Both the SAFE and AOPA reports are optimistic, and offer ideas for improving the number of flight-training student completions. The reports were the result of focused discussions, live interchange and thoughtful collaboration from individuals in the aviation industry. Their proposed reforms are an interesting look into what could be the future of flight training.

In addition to the proposed reforms, the AOPA study and SAFE symposium revealed some interesting facts about today's flight students. First, they establish that recreational goals are the number-one driving factor behind learning to fly. They also show that the vast majority of students learn outside the Part 141 environment. Students come to the flight-training process through referrals, and place a premium on personal interaction with the aviation community. Finally, the reports show that the flight instructor's performance and personality are key factors in the whole process.

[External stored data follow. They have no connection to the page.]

//! # tidemark
//!
//! Tank level monitoring with change-compacted history.
//!
//! tidemark samples an analog level sensor (a 4-20 mA current loop or a
//! voltage loop read through an ADC), folds each measurement window into one
//! representative reading, calibrates it into a tank level and volume, and
//! stores it in SQLite only when the level changes. A tank sitting at the
//! same level for a week costs two rows, not five thousand.
//!
//! ## Key Properties
//!
//! - Explicit failure on empty windows instead of dividing by zero
//! - Run-length storage: a start row per level run, plus a back-dated
//!   boundary row when the run ends
//! - Transition rows are written in one transaction, so readers never see
//!   half a pair
//! - Persisted timestamps strictly increase, even when the boundary offset
//!   reaches back past the previous row
//! - Calendar-aligned aggregation with per-granularity range caps
//!
//! ## Quick Start
//!
//! ```rust,no_run
//! use std::sync::atomic::AtomicBool;
//!
//! use tidemark::{AdcFileSensor, Collector, Config, LevelStore};
//!
//! # fn main() -> Result<(), Box<dyn std::error::Error>> {
//! let config = Config::load("tidemark.json")?;
//! let mut store = LevelStore::open(&config.store.path, config.store_options())?;
//!
//! let sensor = AdcFileSensor::from_config(&config.sensor)?;
//! let mut collector = Collector::new(sensor, &config, &mut store)?;
//! collector.run(&AtomicBool::new(false));
//! # Ok(())
//! # }
//! ```
//!
//! ## Modules
//!
//! - [`sensor`] — Raw ADC readings and their validity
//! - [`window`] — Window reduction (mean, median, mode)
//! - [`calibrate`] — Raw value to level and volume
//! - [`store`] — Change-compacted SQLite store
//! - [`query`] — Time ranges, granularities, bucketed statistics
//! - [`collector`] — The acquisition loop
//! - [`config`] — JSON configuration
//! - [`error`] — Error types

pub mod calibrate;
pub mod collector;
pub mod config;
pub mod error;
pub mod query;
pub mod sensor;
pub mod store;
pub mod window;

// Re-export primary API types at crate root for convenience.
pub use calibrate::{CalibrationParameters, Calibrator, Measurement};
pub use collector::{Collector, RunStats, Tick, TickOutcome};
pub use config::Config;
pub use error::{Result, TidemarkError};
pub use query::{Aggregation, Granularity, RangeCaps, TimeBound, TimeBucket, TimeRange};
pub use sensor::{AdcFileSensor, RawSample, ScriptedSensor, Sensor};
pub use store::{InsertOutcome, LevelReading, LevelStore, StoreOptions};
pub use window::{Reducer, WindowAggregator};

The industry will continue to invite suggestions from the aviation community. The goal to prevent students from quitting is both noble and difficult, and presents general aviation with one of the greatest challenges it has faced in recent decades. Both the SAFE and AOPA reports are available for download from www.pilottrainingreform.org/documents/Symposium_Prelim_Report_06Jun2011.pdf and www.aopa.org/ftinitiative respectively.